Open-Assistant
Open-Assistant copied to clipboard
Use Zhihu as training data for Chinese question answering problems
Apology first if this is a dupe to other issues related to multilingual training data set. Zhihu is a Chinese version of Quora. Naturally their texts have been organized as a QA format and its reddit-like voting system makes it easier to differentiate good answers from mediocre ones. Do we have a plan to build up multilingual training data set, such as Chinese prompts and responses. Also, what is the policy to scrape data from websites for training purposes? Last question: do we want to use machine translation to solve the multilingual problems or we would like to create non-English prompts&responses as well?
For those who wants to work on expanding the scope of OpenAssistant into Chinese, please DM me and let's chat about how to roll out the first version of feature.
@wangrui6 I am interested to help.
Hi I have assigned to both of you. Wanted to see if you've made progress and need anything. @wangrui6 @MLMonkATGY
Hi,
We got in touch with each other and researched on open APIs from Zhihu to onboard it to the Open Assistant data collection portal. https://open-assistant.io/dashboard
We are following https://projects.laion.ai/Open-Assistant/docs/data/datasets to first create datasets on HF. Before that, I am checking their permissive license.
On Thu, Feb 23, 2023 at 10:27 PM ontocord @.***> wrote:
Hi I have assigned to both of you.

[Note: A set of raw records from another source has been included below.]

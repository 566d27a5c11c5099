use std::cmp::Ordering;

use crate::error::WhiskerError;

use super::value::Value;

/// Spec §4.1 `to_number`.
pub fn to_number(v: &Value) -> Result<f64, WhiskerError> {
    match v {
        Value::Num(n) => Ok(*n),
        Value::Str(s) => parse_lua_number(s.trim())
            .ok_or_else(|| WhiskerError::TypeMismatch(format!("cannot convert {s:?} to a number"))),
        Value::Bool(b) => Ok(if *b { 1.0 } else { 0.0 }),
        Value::Nil => Ok(0.0),
        Value::Table(_) | Value::Function(_) => Err(WhiskerError::TypeMismatch(format!(
            "cannot convert a {} to a number",
            v.type_name()
        ))),
    }
}

/// Parses decimal and `0x`-hex numeric literals, per spec §4.4 primaries.
pub fn parse_lua_number(s: &str) -> Option<f64> {
    let s = s.trim();
    if s.is_empty() {
        return None;
    }
    if let Some(hex) = s
        .strip_prefix("0x")
        .or_else(|| s.strip_prefix("0X"))
        .or_else(|| s.strip_prefix("-0x").map(|_| &s[3..]))
        .or_else(|| s.strip_prefix("-0X").map(|_| &s[3..]))
    {
        let sign = if s.starts_with('-') { -1.0 } else { 1.0 };
        return i64::from_str_radix(hex, 16).ok().map(|n| sign * n as f64);
    }
    s.parse::<f64>().ok()
}

/// Spec §4.1 `to_string`.
pub fn to_string(v: &Value) -> String {
    match v {
        Value::Nil => "nil".to_string(),
        Value::Bool(b) => b.to_string(),
        Value::Num(n) => canonical_number(*n),
        Value::Str(s) => s.to_string(),
        Value::Table(_) => "table".to_string(),
        Value::Function(_) => "function".to_string(),
    }
}

/// Canonical base-10 formatting: integral floats print without a trailing
/// `.0`, matching Lua's `%.14g`-ish default `tostring` for numbers.
pub fn canonical_number(n: f64) -> String {
    if n.is_nan() {
        return "nan".to_string();
    }
    if n.is_infinite() {
        return if n > 0.0 { "inf".to_string() } else { "-inf".to_string() };
    }
    if n.fract() == 0.0 && n.abs() < 1e15 {
        let mut buf = itoa::Buffer::new();
        return buf.format(n as i64).to_string();
    }
    format!("{n}")
}

/// Spec §3: numeric equality is bit-identical f64 equality; the caller
/// handles type dispatch via `Value::eq`.
pub fn equals(a: &Value, b: &Value) -> bool {
    a == b
}

/// Spec §4.1 `compare`: both operands must be the same ordered kind.
pub fn compare(a: &Value, b: &Value) -> Result<Ordering, WhiskerError> {
    match (a, b) {
        (Value::Num(x), Value::Num(y)) => x
            .partial_cmp(y)
            .ok_or_else(|| WhiskerError::TypeMismatch("NaN is not ordered".to_string())),
        (Value::Str(x), Value::Str(y)) => Ok(x.as_str().cmp(y.as_str())),
        _ => Err(WhiskerError::TypeMismatch(format!(
            "attempt to compare {} with {}",
            a.type_name(),
            b.type_name()
        ))),
    }
}
//! Error taxonomy for the Whisker scripting runtime.
//!
//! Mirrors the teacher's lightweight-tag + hand-written `Display` shape
//! instead of reaching for `thiserror`: each variant carries exactly the
//! context a caller needs to report the failure, nothing more.

use std::fmt;

/// Every error kind the runtime can raise, per spec §7.
#[derive(Debug, Clone, PartialEq)]
pub enum WhiskerError {
    /// Malformed block, unrecognized statement, unparseable expression.
    Syntax(String),
    /// Unknown function or non-existent collection namespace.
    NameError(String),
    /// Arithmetic/comparison/length on incompatible value kinds.
    TypeMismatch(String),
    /// Host-API operation invoked with the wrong argument type.
    ArgumentType(String),
    /// AST path only: `/` or `%` with a zero right operand.
    DivisionByZero(String),
    /// AST evaluator call-stack cap exceeded.
    CallDepthExceeded { depth: usize, limit: usize },
    /// String interpreter loop cap exceeded.
    IterationCapExceeded { limit: usize },
    /// Module resolver: include cycle detected.
    CircularInclude { chain: Vec<String> },
    /// Module resolver: include-stack depth cap exceeded.
    IncludeDepthExceeded { limit: usize },
    /// LIST mutator invoked while locked (reported, not fatal; see `list`).
    LockedMutation(String),
    /// `choice.select` with an out-of-range or unavailable index.
    ChoiceIndex(String),
    /// `passage.go`/`passage.get` referencing an unknown passage id.
    PassageNotFound(String),
    /// LIST operation referencing a state name that violates the set's
    /// `allow_undefined_states` invariant.
    StateNameMismatch(String),
}

impl fmt::Display for WhiskerError {
    fn fmt(&self, f: &mut fmt::Formatter<'_>) -> fmt::Result {
        match self {
            WhiskerError::Syntax(msg) => write!(f, "syntax error: {msg}"),
            WhiskerError::NameError(msg) => write!(f, "name error: {msg}"),
            WhiskerError::TypeMismatch(msg) => write!(f, "type mismatch: {msg}"),
            WhiskerError::ArgumentType(msg) => write!(f, "argument type error: {msg}"),
            WhiskerError::DivisionByZero(msg) => write!(f, "division by zero: {msg}"),
            WhiskerError::CallDepthExceeded { depth, limit } => {
                write!(f, "call depth {depth} exceeds limit {limit}")
            }
            WhiskerError::IterationCapExceeded { limit } => {
                write!(f, "loop exceeded iteration cap of {limit}")
            }
            WhiskerError::CircularInclude { chain } => {
                write!(f, "circular include: {}", chain.join(", "))
            }
            WhiskerError::IncludeDepthExceeded { limit } => {
                write!(f, "include depth exceeds limit {limit}")
            }
            WhiskerError::LockedMutation(msg) => write!(f, "locked mutation skipped: {msg}"),
            WhiskerError::ChoiceIndex(msg) => write!(f, "invalid choice index: {msg}"),
            WhiskerError::PassageNotFound(msg) => write!(f, "passage not found: {msg}"),
            WhiskerError::StateNameMismatch(msg) => write!(f, "state name mismatch: {msg}"),
        }
    }
}

impl std::error::Error for WhiskerError {}

pub type WhiskerResult<T> = Result<T, WhiskerError>;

Wanted to see if you've made progress and need anything. @wangrui6 https://github.com/wangrui6 @MLMonkATGY https://github.com/MLMonkATGY
— Reply to this email directly, view it on GitHub https://github.com/LAION-AI/Open-Assistant/issues/1459#issuecomment-1442865692, or unsubscribe https://github.com/notifications/unsubscribe-auth/AFQW2DYUSXIKJS6JOHTDOP3WZBIDRANCNFSM6AAAAAAUYRJB5A . You are receiving this because you were mentioned.Message ID: @.***>
@ontocord A proof-of-concept dataset in parquet format has been uploaded to https://huggingface.co/datasets/wangrui6/Zhihu-KOL
Can you double check the format?
@ontocord Do we need to append the citation at the end of each answer from the website?